Elisa Uberti's ceramics evoke the nurturing spirit of cocoons

Fuelled by her passion for timeless objects, the French designer and ceramist handcrafts refined contemporary ceramic designs.

by Anushka Sharma
Published on : Jun 25, 2022

Having spent several years in the fashion industry, French designer and artist Elisa Uberti’s first means of artistic communication, she decided to step back due to the lack of transparency in manufacturing and the products that undergo obsolescence as fashion changes, gradually gravitating towards ceramics. “It was essential for me to reconnect with an artistic practice more in line with my values,” says the ceramist. Reviving her connection with a primitive art at the hand of the sensual contact that working with clay offered, Elisa evolves elegant creations that traverse through art and design, tradition and modernity. “I work in a very instinctive way to create emotional, sensitive and timeless works. The boundaries between art, design and craft are disappearing to make room for new works that make sense with the evolution of society and the desire for different consumption, far from standardisation and mass production,” says Uberti.

French artist and designer Elisa Uberti Image: Courtesy of Edgardo Limon
Cocon Lamps_Elisa Uberti Image: Courtesy of Elisa Uberti

Drawing inspiration from the raw poetry of organic and wild nature, judicious minimalism, nomadism, architecture and the primitive habitat, Uberti sculpts an oeuvre that embodies both a respect of the time which passes and a need of timelessness. Extending on this sensitivity to the beauty of ceramic craftsmanship and simplicity, the Roubaix-based designer fabricated her recent stoneware lamp ‘Baume #1’. The French artist is drawn to sculptural but simple, intemporal design and unpretentious materials. “Today we can easily get tired of certain things because they are visually very rich or fit into a trend too radically, this is what happens with fast fashion,” points out Uberti. “I want to go against all that and create works that last in time, as much on their solidity as on their capacity to adapt to different times or styles,” she says.

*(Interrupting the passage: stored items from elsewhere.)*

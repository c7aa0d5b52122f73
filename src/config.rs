//! Configuration management for the Kusto MCP Server.
//!
//! Configuration is loaded from environment variables following the 12-factor app pattern.

use crate::constants::{
    DEFAULT_APP_NAME, DEFAULT_AUTHORITY_HOST, DEFAULT_CONNECT_TIMEOUT, DEFAULT_DRAIN_TIMEOUT,
    DEFAULT_MAX_DISPLAY_ROWS, DEFAULT_PREVIEW_ROWS, ENV_APP_NAME, ENV_AUTHORITY_HOST,
    ENV_CLIENT_ID, ENV_CLIENT_SECRET, ENV_CLUSTER, ENV_CONFIG_FILE, ENV_CONNECT_TIMEOUT,
    ENV_DATABASE, ENV_MAX_DISPLAY_ROWS, ENV_PREVIEW_ROWS, ENV_PROMPTER,
    ENV_SHUTDOWN_DRAIN_TIMEOUT, ENV_TENANT_ID, ENV_USE_AZURE_CLI,
};
use crate::error::KustoError;
use crate::prompter::PrompterMode;
use crate::state::{ActiveIdentity, IdentityStore};
use std::fmt;
use std::path::PathBuf;
use std::time::Duration;
use tracing::warn;

/// Server configuration loaded from environment variables.
#[derive(Debug, Clone)]
pub struct Config {
    /// Cluster connection configuration
    pub connection: ConnectionConfig,

    /// Credential configuration
    pub auth: AuthConfig,

    /// Result rendering limits
    pub display: DisplayConfig,

    /// How the `connect` tool collects cluster and database
    pub prompter: PrompterMode,

    /// Maximum time to wait for in-flight queries on shutdown
    pub shutdown_drain_timeout: Duration,
}

/// Cluster connection configuration.
#[derive(Debug, Clone)]
pub struct ConnectionConfig {
    /// Identity supplied through `AZURE_KUSTO_CLUSTER` / `AZURE_KUSTO_DATABASE`.
    /// When present it is adopted at startup and never written to disk.
    pub env_identity: Option<ActiveIdentity>,

    /// Location of the sidecar file, `None` when no home directory is known
    pub config_file: Option<PathBuf>,

    /// Application name sent to the cluster
    pub application_name: String,

    /// TCP connect timeout of the HTTP client
    pub connect_timeout: Duration,
}

/// Credential configuration.
#[derive(Clone)]
pub struct AuthConfig {
    /// Service principal; when set it is the only credential used
    pub service_principal: Option<ServicePrincipal>,

    /// Whether the developer credential may use the Azure CLI
    pub use_azure_cli: bool,
}

/// Azure AD application credentials for the client credentials flow.
#[derive(Clone)]
pub struct ServicePrincipal {
    pub tenant_id: String,
    pub client_id: String,
    pub client_secret: String,
    pub authority_host: String,
}

/// Result rendering limits.
#[derive(Debug, Clone, Copy, PartialEq, Eq)]
pub struct DisplayConfig {
    /// Results with more rows are summarized
    pub max_display_rows: usize,

    /// Rows shown in a summary
    pub preview_rows: usize,
}

impl Config {
    /// Load configuration from environment variables.
    ///
    /// # Environment Variables
    ///
    /// ## Connection
    /// - `AZURE_KUSTO_CLUSTER`, `AZURE_KUSTO_DATABASE`: adopted as the active identity at
    ///   startup (no handle is created until first use) and used as `connect` defaults
    /// - `KUSTO_MCP_CONFIG_FILE`: sidecar file (default: `~/.kusto_mcp_config.json`)
    /// - `KUSTO_MCP_APP_NAME`: application name (default: kusto-mcp-server)
    /// - `KUSTO_MCP_CONNECT_TIMEOUT`: connect timeout in seconds (default: 30)
    ///
    /// ## Credentials
    /// - `AZURE_TENANT_ID`, `AZURE_CLIENT_ID`, `AZURE_CLIENT_SECRET`: service principal
    /// - `AZURE_AUTHORITY_HOST`: authority (default: https://login.microsoftonline.com)
    /// - `KUSTO_MCP_USE_AZURE_CLI`: include the Azure CLI credential when no service
    ///   principal is set (default: true)
    ///
    /// ## Behaviour
    /// - `KUSTO_MCP_PROMPTER`: `host` or `console` (default: host)
    /// - `KUSTO_MCP_MAX_DISPLAY_ROWS`: summarize larger results (default: 100)
    /// - `KUSTO_MCP_PREVIEW_ROWS`: rows in a summary (default: 10)
    /// - `KUSTO_MCP_SHUTDOWN_DRAIN_TIMEOUT`: drain timeout in seconds (default: 30)
    pub fn from_env() -> Result<Self, KustoError> {
        Self::from_source(|name| std::env::var(name).ok())
    }

    /// Load configuration from an arbitrary variable lookup.
    pub fn from_source<F>(lookup: F) -> Result<Self, KustoError>
    where
        F: Fn(&str) -> Option<String>,
    {
        // Blank values count as unset.
        let var = |name: &str| lookup(name).map(|v| v.trim().to_string()).filter(|v| !v.is_empty());

        let env_identity = match (var(ENV_CLUSTER), var(ENV_DATABASE)) {
            (Some(cluster), Some(database)) => Some(ActiveIdentity::new(cluster, database)),
            (Some(_), None) | (None, Some(_)) => {
                warn!(
                    "Ignoring partial connection override: both {} and {} must be set",
                    ENV_CLUSTER, ENV_DATABASE
                );
                None
            }
            (None, None) => None,
        };

        let config_file = var(ENV_CONFIG_FILE)
            .map(PathBuf::from)
            .or_else(IdentityStore::default_path);

        let application_name = var(ENV_APP_NAME).unwrap_or_else(|| DEFAULT_APP_NAME.to_string());

        let connect_timeout = var(ENV_CONNECT_TIMEOUT)
            .and_then(|p| p.parse().ok())
            .map(Duration::from_secs)
            .unwrap_or(DEFAULT_CONNECT_TIMEOUT);

        let service_principal =
            match (var(ENV_TENANT_ID), var(ENV_CLIENT_ID), var(ENV_CLIENT_SECRET)) {
                (Some(tenant_id), Some(client_id), Some(client_secret)) => Some(ServicePrincipal {
                    tenant_id,
                    client_id,
                    client_secret,
                    authority_host: var(ENV_AUTHORITY_HOST)
                        .unwrap_or_else(|| DEFAULT_AUTHORITY_HOST.to_string()),
                }),
                (None, None, None) => None,
                (tenant, client, secret) => {
                    let missing: Vec<&str> = [
                        (ENV_TENANT_ID, tenant.is_none()),
                        (ENV_CLIENT_ID, client.is_none()),
                        (ENV_CLIENT_SECRET, secret.is_none()),
                    ]
                    .into_iter()
                    .filter_map(|(name, absent)| absent.then_some(name))
                    .collect();
                    return Err(KustoError::config(format!(
                        "Incomplete service principal: {} must also be set",
                        missing.join(", ")
                    )));
                }
            };

        let use_azure_cli = var(ENV_USE_AZURE_CLI)
            .map(|v| v.to_lowercase() != "false" && v != "0")
            .unwrap_or(true);

        let prompter = match var(ENV_PROMPTER) {
            Some(value) => value.parse()?,
            None => PrompterMode::default(),
        };

        let max_display_rows = var(ENV_MAX_DISPLAY_ROWS)
            .and_then(|p| p.parse().ok())
            .filter(|&n: &usize| n > 0)
            .unwrap_or(DEFAULT_MAX_DISPLAY_ROWS);

        let preview_rows = var(ENV_PREVIEW_ROWS)
            .and_then(|p| p.parse().ok())
            .unwrap_or(DEFAULT_PREVIEW_ROWS)
            .min(max_display_rows);

        let shutdown_drain_timeout = var(ENV_SHUTDOWN_DRAIN_TIMEOUT)
            .and_then(|p| p.parse().ok())
            .map(Duration::from_secs)
            .unwrap_or(DEFAULT_DRAIN_TIMEOUT);

        Ok(Config {
            connection: ConnectionConfig {
                env_identity,
                config_file,
                application_name,
                connect_timeout,
            },
            auth: AuthConfig {
                service_principal,
                use_azure_cli,
            },
            display: DisplayConfig {
                max_display_rows,
                preview_rows,
            },
            prompter,
            shutdown_drain_timeout,
        })
    }

    /// Whether the active identity comes from the environment.
    pub fn has_env_identity(&self) -> bool {
        self.connection.env_identity.is_some()
    }
}

impl Default for Config {
    fn default() -> Self {
        Self {
            connection: ConnectionConfig::default(),
            auth: AuthConfig::default(),
            display: DisplayConfig::default(),
            prompter: PrompterMode::default(),
            shutdown_drain_timeout: DEFAULT_DRAIN_TIMEOUT,
        }
    }
}

impl Default for ConnectionConfig {
    fn default() -> Self {
        Self {
            env_identity: None,
            config_file: IdentityStore::default_path(),
            application_name: DEFAULT_APP_NAME.to_string(),
            connect_timeout: DEFAULT_CONNECT_TIMEOUT,
        }
    }
}

impl Default for AuthConfig {
    fn default() -> Self {
        Self {
            service_principal: None,
            use_azure_cli: true,
        }
    }
}

impl Default for DisplayConfig {
    fn default() -> Self {
        Self {
            max_display_rows: DEFAULT_MAX_DISPLAY_ROWS,
            preview_rows: DEFAULT_PREVIEW_ROWS,
        }
    }
}

// Secrets never reach the logs.
impl fmt::Debug for AuthConfig {
    fn fmt(&self, f: &mut fmt::Formatter<'_>) -> fmt::Result {
        f.debug_struct("AuthConfig")
            .field("service_principal", &self.service_principal)
            .field("use_azure_cli", &self.use_azure_cli)
            .finish()
    }
}

impl fmt::Debug for ServicePrincipal {
    fn fmt(&self, f: &mut fmt::Formatter<'_>) -> fmt::Result {
        f.debug_struct("ServicePrincipal")
            .field("tenant_id", &self.tenant_id)
            .field("client_id", &self.client_id)
            .field("client_secret", &"<redacted>")
            .field("authority_host", &self.authority_host)
            .finish()
    }
}

#[cfg(test)]
mod tests {
    use super::*;
    use std::collections::HashMap;

    fn load(vars: &[(&str, &str)]) -> Result<Config, KustoError> {
        let map: HashMap<String, String> = vars
            .iter()
            .map(|(k, v)| (k.to_string(), v.to_string()))
            .collect();
        Config::from_source(|name| map.get(name).cloned())
    }

    #[test]
    fn test_defaults() {
        let config = load(&[]).unwrap();
        assert!(config.connection.env_identity.is_none());
        assert_eq!(config.connection.application_name, "kusto-mcp-server");
        assert_eq!(config.display, DisplayConfig::default());
        assert_eq!(config.prompter, PrompterMode::Host);
        assert!(config.auth.service_principal.is_none());
        assert!(config.auth.use_azure_cli);
    }

    #[test]
    fn test_env_identity_requires_both() {
        let config = load(&[
            ("AZURE_KUSTO_CLUSTER", "https://c.kusto.windows.net"),
            ("AZURE_KUSTO_DATABASE", "db"),
        ])
        .unwrap();
        assert_eq!(
            config.connection.env_identity,
            Some(ActiveIdentity::new("https://c.kusto.windows.net", "db"))
        );
        assert!(config.has_env_identity());

        let partial = load(&[("AZURE_KUSTO_CLUSTER", "https://c.kusto.windows.net")]).unwrap();
        assert!(partial.connection.env_identity.is_none());
    }

    #[test]
    fn test_config_file_override() {
        let config = load(&[("KUSTO_MCP_CONFIG_FILE", "/tmp/custom.json")]).unwrap();
        assert_eq!(
            config.connection.config_file,
            Some(PathBuf::from("/tmp/custom.json"))
        );
    }

    #[test]
    fn test_service_principal() {
        let config = load(&[
            ("AZURE_TENANT_ID", "tenant"),
            ("AZURE_CLIENT_ID", "client"),
            ("AZURE_CLIENT_SECRET", "secret"),
        ])
        .unwrap();
        let sp = config.auth.service_principal.unwrap();
        assert_eq!(sp.tenant_id, "tenant");
        assert_eq!(sp.authority_host, "https://login.microsoftonline.com");
        assert!(!format!("{:?}", sp).contains("\"secret\""));
    }

    #[test]
    fn test_partial_service_principal_is_rejected() {
        let err = load(&[("AZURE_TENANT_ID", "tenant")]).unwrap_err();
        assert!(matches!(err, KustoError::Config(_)));
        assert!(err.to_string().contains("AZURE_CLIENT_ID"));
        assert!(err.to_string().contains("AZURE_CLIENT_SECRET"));
    }

    #[test]
    fn test_display_limits() {
        let config = load(&[
            ("KUSTO_MCP_MAX_DISPLAY_ROWS", "20"),
            ("KUSTO_MCP_PREVIEW_ROWS", "50"),
        ])
        .unwrap();
        assert_eq!(config.display.max_display_rows, 20);
        assert_eq!(config.display.preview_rows, 20);

        let invalid = load(&[("KUSTO_MCP_MAX_DISPLAY_ROWS", "lots")]).unwrap();
        assert_eq!(invalid.display.max_display_rows, 100);
    }

    #[test]
    fn test_prompter_mode() {
        let config = load(&[("KUSTO_MCP_PROMPTER", "console")]).unwrap();
        assert_eq!(config.prompter, PrompterMode::Console);
        assert!(load(&[("KUSTO_MCP_PROMPTER", "carrier-pigeon")]).is_err());
    }

    #[test]
    fn test_disable_azure_cli() {
        let config = load(&[("KUSTO_MCP_USE_AZURE_CLI", "false")]).unwrap();
        assert!(!config.auth.use_azure_cli);
    }
}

Bubble Chair_Elisa Uberti Image: Courtesy of Elisa Uberti
Eden Chair_Elisa Uberti Image: Courtesy of Studio Mut's

Attentive to light, her body of work dominantly encompasses lamps, but also stoneware sculptures and chair designs. Elisa works with the age-old colombin technique, which includes building up a shape by superimposing strands of clay and then smoothing them, requiring only a few hand tools and allowing great freedom of form. The sculptural Baume lamp for instance is a soft and flexible composition with its asymmetrical feet, while for the Edifice lamp, the light is placed under a ‘hat’. The characteristic luminous outgrowths are influenced by the utopian concept of the ‘pirate bubbles’ of the architect Jean Louis Chanéac, which spoke of adding a parasitic cell to a pre-existing building. “I like the duality between clean and graphic lines like in brutalist architecture and softer volumes like a protective cocoon,” mentions Uberti. “The mother's womb as the first refuge, this notion of protective dwelling inspires me a lot to create a formal repertory with soft and comforting forms,” she explains.

Arche Lamp_Elisa Uberti Image: Courtesy of Elisa Uberti
Edifice Lamp_Elisa Uberti Image: Courtesy of Elisa Uberti

The bare earth, raw and matt, absorbs the light and all the roughness is magnified. “The asperities and imperfections due to the manual work make the piece a unique and sensitive work,” says the artist, emphasising how the trace of hand gives a soul to the piece. With raw and monochrome compositions, her works exhibit an incessant search for enveloping volumes, a subtle balance between the ordeal of technical constraints and the necessary freedom and spontaneity of gesture. Rendering her creations with patience, sensitivity and poetry, Elisa Uberti materialises pieces that can be passed down generations, pieces that are beyond time.